_WHAT THE TASK REQUIRES_. The lines below that include the word "asha" are to be reported.

_DATA RECORDS_.
···

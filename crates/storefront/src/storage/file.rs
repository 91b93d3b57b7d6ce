//! File-backed storage backend.

use std::collections::BTreeMap;
use std::fs;
use std::io::{ErrorKind, Write};
use std::path::{Path, PathBuf};

use tracing::{debug, warn};

use super::{KeyValueStore, StorageError};
use crate::config::StorefrontConfig;

/// Stores all keys in one JSON object file.
///
/// Writes go to a sibling temp file which is then renamed over the original,
/// so a reader never observes a half-written file.
#[derive(Debug, Clone)]
pub struct FileStore {
    path: PathBuf,
}

impl FileStore {
    /// Create a store backed by `path`. The file is created on first write.
    #[must_use]
    pub fn new(path: impl Into<PathBuf>) -> Self {
        Self { path: path.into() }
    }

    /// Store at the configured `storage_path`.
    #[must_use]
    pub fn from_config(config: &StorefrontConfig) -> Self {
        Self::new(config.storage_path.clone())
    }

    /// Path of the backing file.
    #[must_use]
    pub fn path(&self) -> &Path {
        &self.path
    }

    fn read_entries(&self) -> Result<BTreeMap<String, String>, StorageError> {
        match fs::read_to_string(&self.path) {
            Ok(contents) if contents.trim().is_empty() => Ok(BTreeMap::new()),
            Ok(contents) => Ok(serde_json::from_str(&contents)?),
            Err(e) if e.kind() == ErrorKind::NotFound => Ok(BTreeMap::new()),
            Err(e) => Err(e.into()),
        }
    }

    fn write_entries(&self, entries: &BTreeMap<String, String>) -> Result<(), StorageError> {
        if let Some(parent) = self.path.parent()
            && !parent.as_os_str().is_empty()
        {
            fs::create_dir_all(parent)?;
        }

        let mut tmp_name = self.path.as_os_str().to_owned();
        tmp_name.push(".tmp");
        let tmp_path = PathBuf::from(tmp_name);

        let body = serde_json::to_vec_pretty(entries)?;
        let mut file = fs::File::create(&tmp_path)?;
        file.write_all(&body)?;
        file.sync_all()?;
        drop(file);

        fs::rename(&tmp_path, &self.path)?;
        debug!(path = %self.path.display(), bytes = body.len(), "Storage file written");
        Ok(())
    }
}

impl KeyValueStore for FileStore {
    fn get(&self, key: &str) -> Result<Option<String>, StorageError> {
        Ok(self.read_entries()?.remove(key))
    }

    fn set(&mut self, key: &str, value: &str) -> Result<(), StorageError> {
        let mut entries = match self.read_entries() {
            Ok(entries) => entries,
            Err(StorageError::Corrupt(e)) => {
                warn!(path = %self.path.display(), error = %e, "Replacing corrupt storage file");
                BTreeMap::new()
            }
            Err(e) => return Err(e),
        };
        entries.insert(key.to_string(), value.to_string());
        self.write_entries(&entries)
    }
}
//! Session gate against a live backend.
//!
//! The session cookie lives in the client's jar, so these tests cover the
//! whole path from cookie to navigation chrome.

use halltek_integration_tests::FakeBackend;
use halltek_storefront::session::{
    LOGIN_REQUIRED_NOTICE, NavChrome, Navigation, SessionGate, SessionState,
};

#[tokio::test]
async fn test_anonymous_visitor_is_redirected_to_login() {
    let backend = FakeBackend::start().await;
    let mut gate = SessionGate::new(backend.client(), "login.html");

    gate.refresh().await;

    assert_eq!(gate.state(), &SessionState::Anonymous);
    assert_eq!(backend.session_calls(), 1);
    assert_eq!(
        gate.on_gated_click("rewards.html"),
        Navigation::Redirect {
            location: "login.html?next=rewards.html".to_string(),
            notice: LOGIN_REQUIRED_NOTICE,
        }
    );
}

#[tokio::test]
async fn test_session_cookie_authenticates() {
    let backend = FakeBackend::start().await;
    let mut gate = SessionGate::new(backend.logged_in_client("asha"), "login.html");

    gate.refresh().await;

    assert_eq!(
        gate.state(),
        &SessionState::Authenticated {
            username: Some("asha".to_string())
        }
    );
    assert_eq!(
        gate.chrome(),
        NavChrome::Logout {
            label: "Logout (asha)".to_string()
        }
    );
    assert_eq!(gate.on_gated_click("rewards.html"), Navigation::Proceed);
}

#[tokio::test]
async fn test_logout_invalidates_and_requeries() {
    let backend = FakeBackend::start().await;
    let mut gate = SessionGate::new(backend.logged_in_client("asha"), "login.html");
    gate.refresh().await;
    assert!(gate.is_authenticated());
    assert_eq!(backend.active_sessions(), 1);

    gate.logout().await;

    assert_eq!(backend.logout_calls(), 1);
    assert_eq!(backend.session_calls(), 2);
    assert_eq!(backend.active_sessions(), 0);
    assert_eq!(gate.state(), &SessionState::Anonymous);
    assert_eq!(
        gate.chrome(),
        NavChrome::Login {
            href: "login.html".to_string()
        }
    );
}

···

_OUTPUT BELOW_.
    let mut gate = SessionGate::new(backend.logged_in_client("asha"), "login.html");
            username: Some("asha".to_string())
            label: "Logout (asha)".to_string()
    let mut gate = SessionGate::new(backend.logged_in_client("asha"), "login.html");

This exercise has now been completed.